SLC22A3 that encodes organic cation transporter-3 is associated with prognosis and immunogenicity of human lung squamous cell carcinoma

Thuy-An Nguyen; Minh-Khang Le; Phuc-Tan Nguyen; Nguyen Quoc Vuong Tran; Tetsuo Kondo; Atsuhito Nakao

doi:10.21037/tlcr-23-334

SLC22A3 that encodes organic cation transporter-3 is associated with prognosis and immunogenicity of human lung squamous cell carcinoma

Transl Lung Cancer Res. 2023 Oct 31;12(10):1972-1986. doi: 10.21037/tlcr-23-334. Epub 2023 Oct 27.

Authors

Thuy-An Nguyen¹, Minh-Khang Le², Phuc-Tan Nguyen¹, Nguyen Quoc Vuong Tran¹, Tetsuo Kondo², Atsuhito Nakao^{1

3

4}

Affiliations

¹ Department of Immunology, Faculty of Medicine, University of Yamanashi, Yamanashi, Japan.
² Department of Human Pathology, University of Yamanashi, Yamanashi, Japan.
³ Yamanashi GLIA Center, University of Yamanashi, Yamanashi, Japan.
⁴ Atopy Research Center, Juntendo University School of Medicine, Tokyo, Japan.

Abstract

Background: SLC22A3, the gene which encodes organic cation transporter (OCT)-3, has been linked to the prognosis of several types of cancer. However, its role in lung squamous cell carcinoma (LSCC) has not been addressed elsewhere.

Methods: We analyzed gene expression, DNA methylation, and clinicopathological data from The Cancer Genome Atlas - Lung Squamous Cell Carcinoma (TCGA-LUSC) (n=501), a publicly available database exclusively consisting of LSCC patients. Using a 5 FPKM (fragments per kilobase of exon per million mapped fragments) cut-off, we divided LSCC patients into two groups: patients with tumors possessing high and low SLC22A3 expression (SLC22A3-high and SLC22A3-low, respectively). Prognostic significance was determined through Cox analyses and Kaplan-Meier curves for overall survival (OS) and disease-free survival (DFS). Differential methylation position (DMP), differentially gene expression, and pathway analyses were performed. Validation was carried out in GSE74777 (n=107), GSE37745 (n=66), GSE162520 (n=45) and GSE161537 (n=17).

Results: SLC22A3-high LSCC patients had lower OS and DFS rates than SLC22A3-low LSCC patients. The different expression levels of SLC22A3 in LSCC were correlated with the methylation status of the SLC22A3 gene. Pathway analysis indicated that SLC22A3 expression levels were positively correlated with immune-related pathways such as inflammatory response and abundance of infiltrating immune cells in the tumor microenvironment (TME).
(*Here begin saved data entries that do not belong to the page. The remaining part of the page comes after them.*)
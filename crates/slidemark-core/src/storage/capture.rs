//! Building a fresh tutorial from a raw capture session.

use super::AssetSource;
use super::convert::{LoadOutcome, to_logical_image};
use super::schema::CaptureManifest;
use crate::compositor::{WindowCapture, composite};
use crate::error::{LoadWarning, ResourceError};
use crate::slide::Slide;
use crate::tutorial::{Tutorial, TutorialMetadata};

/// One screenshot slide per captured step, windows of a step composited.
///
/// A step whose files cannot be read is skipped with a warning.
pub fn import_capture<A: AssetSource + ?Sized>(
    manifest: CaptureManifest,
    assets: &A,
) -> LoadOutcome {
    let mut tutorial = Tutorial::new(TutorialMetadata {
        title: manifest.title,
        author: manifest.author,
        date: manifest.date,
        description: manifest.desc,
        ..TutorialMetadata::default()
    });
    let mut warnings = Vec::new();

    for (step_index, step) in manifest.steps.iter().enumerate() {
        let built = step
            .iter()
            .map(|window| -> Result<WindowCapture, ResourceError> {
                let (image, sidecar) = assets.raw_window(&window.window, &window.metadata)?;
                Ok(WindowCapture::new(
                    to_logical_image(image, sidecar.device_pixel_ratio),
                    sidecar.widgets,
                ))
            })
            .collect::<Result<Vec<_>, _>>()
            .and_then(|windows| composite(&windows));

        match built {
            Ok(composite) => {
                log::debug!(
                    "Step {step_index}: {} windows, {} widgets",
                    step.len(),
                    composite.widgets.len()
                );
                let sources = (0..step.len())
                    .map(|window| format!("{step_index}/{window}"))
                    .collect();
                tutorial.push_slide(
                    Slide::new(composite.image, composite.widgets).with_sources(sources),
                );
            }
            Err(err) => {
                log::warn!("Skipping capture step {step_index}: {err}");
                warnings.push(LoadWarning::SlideSkipped {
                    slide: step_index,
                    reason: err.to_string(),
                });
            }
        }
    }

    log::info!("Imported {} slides from capture", tutorial.len());
    LoadOutcome { tutorial, warnings }
}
Notably, in the SLC22A3-high group, many genes encoding immunological checkpoint inhibitory molecules were upregulated. In addition, SLC22A3 expression positively correlated with the Hot Oral Tumor (HOT) score, indicating high tumor immunogenicity.

Conclusions: These findings suggest that high expression of SLC22A3 is associated with poor prognosis and high immunogenicity in LSCC tumors.

Keywords: Lung squamous cell carcinoma (LSCC); SLC22A3; biomarker; inflammation; tumor microenvironment (TME).